Continuo a girare intorno alla parola lontananza. Che ha una sfumatura di fondamentale diversità rispetto alla parola distanza. Ci è lontano qualcosa di caro e di amato. Qualcosa di cui proviamo nostalgia. E questa lontananza non affievolisce i sentimenti ma, anzi, li rende più intensi. Quindi se la distanza ci fa guardare da una prospettiva più ampia le cose, la lontananza ci fa sentire tutto il desiderio che l’altro sia di nuovo con noi. E molto spesso ci è più facile amare le persone da lontano – al telefono per esempio – che quando le incontriamo di persona.

Al telefono ci permettiamo tenerezza, sensibilità, apprensione, cura. Poi ci incontriamo. E il primo momento è bellissimo. Avete visto gli arrivi negli aeroporti o nelle stazioni? Gli abbracci e il sollievo di re-incontrarsi? Credo di essermi innamorata di mio marito perché viveva lontano e mi piaceva incontrarlo – dopo giorni di assenza – in qualche stazione o aeroporto.

Poi torniamo a casa e piano piano quell’intensità scolorisce. Succede con i figli come con i partner. Mi sono sempre chiesta come mai succede. Forse perché quando non vediamo l’altro possiamo sentire l’intensità del nostro amore e quando lo vediamo, invece, incontriamo le cose che, dell’altro, ci danno fastidio? Oppure perché da lontano il nostro amore è ideale e da vicino diventa reale?

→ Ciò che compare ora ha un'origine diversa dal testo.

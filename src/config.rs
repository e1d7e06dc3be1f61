//! Configuration module for pdfstage.
//!
//! This module turns CLI arguments into a validated configuration for one
//! staging session: which flavor to run, what to stage, which edits to apply,
//! where to send the batch and where to save the result.

use anyhow::{Context, Result, bail};
use std::fmt;
use std::path::PathBuf;
use std::str::FromStr;
use std::time::Duration;
use url::Url;

use crate::StageError;
use crate::flavor::FlavorKind;

/// Default service location.
pub const DEFAULT_SERVER: &str = "http://127.0.0.1:5000";

/// Default exchange timeout in seconds.
pub const DEFAULT_TIMEOUT_SECS: u64 = 120;

/// Behavior when the output file already exists.
#[derive(Debug, Clone, Copy, PartialEq, Eq, Default)]
pub enum OverwriteMode {
    /// Ask before replacing.
    #[default]
    Prompt,
    /// Replace without asking.
    Force,
    /// Never replace; fail instead.
    NoClobber,
}

impl OverwriteMode {
    /// Resolve the mode from the `--force` / `--no-clobber` flags.
    pub fn from_flags(force: bool, no_clobber: bool) -> Self {
        match (force, no_clobber) {
            (true, _) => Self::Force,
            (false, true) => Self::NoClobber,
            (false, false) => Self::Prompt,
        }
    }
}

/// Where batches are sent.
#[derive(Debug, Clone, PartialEq, Eq)]
pub enum ServiceTarget {
    /// Remote service reached over HTTP.
    Http {
        /// Base URL; endpoints are appended to it.
        base_url: String,
        /// Whole-exchange timeout.
        timeout: Duration,
    },
    /// In-process lopdf merge.
    Local,
}

impl Default for ServiceTarget {
    fn default() -> Self {
        Self::Http {
            base_url: DEFAULT_SERVER.to_string(),
            timeout: Duration::from_secs(DEFAULT_TIMEOUT_SECS),
        }
    }
}

/// One edit applied to the staged sequence before submission.
///
/// Parsed from `move=FROM:TO` or `remove=INDEX` (0-based).
#[derive(Debug, Clone, Copy, PartialEq, Eq)]
pub enum Edit {
    /// Drag the entry at `from` and drop it on `to`.
    Move {
        /// Source index.
        from: usize,
        /// Drop target index.
        to: usize,
    },
    /// Delete the entry at `index`.
    Remove {
        /// Index to delete.
        index: usize,
    },
}

impl FromStr for Edit {
    type Err = StageError;

    fn from_str(s: &str) -> crate::Result<Self> {
        let invalid = || {
            StageError::invalid_config(format!(
                "Invalid edit: {s}. Expected move=FROM:TO or remove=INDEX"
            ))
        };
        let parse_index = |value: &str| value.trim().parse::<usize>().map_err(|_| invalid());

        let (kind, value) = s.split_once('=').ok_or_else(invalid)?;
        match kind.trim().to_lowercase().as_str() {
            "move" => {
                let (from, to) = value.split_once(':').ok_or_else(invalid)?;
                Ok(Self::Move {
                    from: parse_index(from)?,
                    to: parse_index(to)?,
                })
            }
            "remove" => Ok(Self::Remove {
                index: parse_index(value)?,
            }),
            _ => Err(invalid()),
        }
    }
}

impl fmt::Display for Edit {
    fn fmt(&self, f: &mut fmt::Formatter<'_>) -> fmt::Result {
        match self {
            Self::Move { from, to } => write!(f, "move={from}:{to}"),
            Self::Remove { index } => write!(f, "remove={index}"),
        }
    }
}

/// Validated configuration for one session.
#[derive(Debug, Clone)]
pub struct Config {
    /// Which flavor to run.
    pub flavor: FlavorKind,
    /// Input paths or glob patterns, in argument order.
    pub inputs: Vec<String>,
    /// Optional file listing further inputs.
    pub input_list: Option<PathBuf>,
    /// Service to submit to.
    pub service: ServiceTarget,
    /// Edits applied in order after staging.
    pub edits: Vec<Edit>,
    /// Directory the artifact is saved into.
    pub output_dir: PathBuf,
    /// Overwrite policy for the saved artifact.
    pub overwrite_mode: OverwriteMode,
    /// Stage and edit only; skip the exchange.
    pub dry_run: bool,
    /// Print the staged list as JSON.
    pub json: bool,
    /// Verbose output.
    pub verbose: bool,
    /// Suppress non-error output.
    pub quiet: bool,
}

impl Config {
    /// Validate option combinations.
    ///
    /// # Errors
    ///
    /// Returns an error if:
    /// - nothing would be staged
    /// - both verbose and quiet are set
    /// - the timeout is zero
    /// - the local backend is combined with image conversion
    /// - the server URL is malformed
    pub fn validate(&self) -> Result<()> {
        if self.inputs.is_empty() && self.input_list.is_none() {
            bail!("No input files specified");
        }

        if self.verbose && self.quiet {
            bail!("Cannot use both --verbose and --quiet");
        }

        match &self.service {
            ServiceTarget::Http { timeout, .. } if timeout.is_zero() => {
                bail!("Timeout must be at least 1 second");
            }
            ServiceTarget::Http { .. } => {
                self.server_url()?;
            }
            ServiceTarget::Local if self.flavor == FlavorKind::Convert => {
                bail!("--local only supports merging PDFs");
            }
            ServiceTarget::Local => {}
        }

        Ok(())
    }

    /// Parsed server URL, if an HTTP service is configured.
    pub fn server_url(&self) -> Result<Option<Url>> {
        let ServiceTarget::Http { base_url, .. } = &self.service else {
            return Ok(None);
        };

        let url = Url::parse(base_url).with_context(|| format!("Invalid server URL: {base_url}"))?;
        if !matches!(url.scheme(), "http" | "https") {
            bail!("Server URL must use http or https: {base_url}");
        }
        Ok(Some(url))
    }

    /// Full path of the artifact this session would save.
    pub fn output_path(&self) -> PathBuf {
        self.output_dir.join(self.flavor.output_filename())
    }

    /// Whether regular output should be displayed.
    pub fn should_print(&self) -> bool {
        !self.quiet
    }
}
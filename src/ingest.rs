//! Turning command-line inputs into staging candidates.
//!
//! Every ingestion surface (file picker, a drop on the page, a drop on the
//! staged panel) ends up as one batch of [`Candidate`]s handed to
//! `append`. On the command line the positional inputs form one batch and
//! the input-list file a second.

use std::fmt;
use std::path::{Path, PathBuf};
use tokio::fs::File;
use tokio::io::{AsyncBufReadExt, BufReader};

use crate::error::{Result, StageError};
use crate::staging::Candidate;

/// Where a batch of candidates came from.
#[derive(Debug, Clone, Copy, PartialEq, Eq)]
pub enum IngestSource {
    /// Explicit file selection.
    Picker,
    /// Drop anywhere on the page.
    PageDrop,
    /// Drop onto the staged panel.
    PanelDrop,
}

impl fmt::Display for IngestSource {
    fn fmt(&self, f: &mut fmt::Formatter<'_>) -> fmt::Result {
        match self {
            Self::Picker => f.write_str("picker"),
            Self::PageDrop => f.write_str("page drop"),
            Self::PanelDrop => f.write_str("panel drop"),
        }
    }
}

/// Expand paths and glob patterns in argument order.
///
/// Arguments without glob metacharacters are passed through untouched, so a
/// missing file surfaces later as [`StageError::FileNotFound`] rather than
/// silently vanishing. Matches of one pattern come back sorted, as `glob`
/// yields them.
pub fn collect_paths_for_patterns<T>(patterns: T) -> Result<Vec<PathBuf>>
where
    T: IntoIterator,
    T::Item: AsRef<str>,
{
    let mut resolved = Vec::new();

    for pattern in patterns {
        let pattern = pattern.as_ref();
        if glob::Pattern::escape(pattern) == pattern {
            resolved.push(PathBuf::from(pattern));
            continue;
        }

        let paths = glob::glob(pattern)
            .map_err(|err| StageError::invalid_config(format!("Invalid glob pattern {pattern}: {err}")))?;
        let before = resolved.len();
        for entry in paths {
            let path = entry.map_err(|err| StageError::other(err.to_string()))?;
            if path.is_file() {
                resolved.push(path);
            }
        }

        if resolved.len() == before {
            return Err(StageError::invalid_config(format!("No files match pattern: {pattern}")));
        }
    }

    Ok(resolved)
}

/// Read input paths from a list file.
///
/// One path per line; lines starting with `#` and blank lines are skipped.
/// Relative paths are resolved against the list file's directory.
///
/// # Errors
///
/// Returns an error if the file cannot be read or a line is not a usable
/// path.
pub async fn read_input_list(path: &Path) -> Result<Vec<PathBuf>> {
    let file = File::open(path)
        .await
        .map_err(|source| StageError::FailedToReadInputList {
            path: path.to_path_buf(),
            source,
        })?;

    let base = path.parent().unwrap_or_else(|| Path::new(""));
    let mut lines = BufReader::new(file).lines();
    let mut paths = Vec::new();
    let mut line_number = 0;

    while let Some(line) = lines
        .next_line()
        .await
        .map_err(|source| StageError::FailedToReadInputList {
            path: path.to_path_buf(),
            source,
        })?
    {
        line_number += 1;
        let line = line.trim();

        if line.is_empty() || line.starts_with('#') {
            continue;
        }

        if line.contains('\0') {
            return Err(StageError::InvalidInputList {
                path: path.to_path_buf(),
                line_number,
                details: "path contains a NUL byte".to_string(),
            });
        }

        let entry = PathBuf::from(line);
        paths.push(if entry.is_absolute() { entry } else { base.join(entry) });
    }

    Ok(paths)
}

/// Build candidates for `paths`, declaring each media type from its extension.
pub fn candidates_from_paths<P: AsRef<Path>>(paths: &[P]) -> Vec<Candidate> {
    paths.iter().map(Candidate::from_path).collect()
}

Forse, semplicemente, la lontananza ci mette in contatto con quello che vorremmo fosse il nostro amore: tornare a casa. Tornare alle qualità originarie ed essenziali dell’amore. A quel senso di unità che non prevede conflitto.

Alcune persone rimangono sposate per cinquant’anni solo a colpi di civiltà. Sotto la superficie c’è un cimitero con un sacco di ossa che scricchiolano. Beck, Charlotte Joko. Meraviglia quotidiana (Italian Edition) (p.190). Ubiliber. Edizione del Kindle.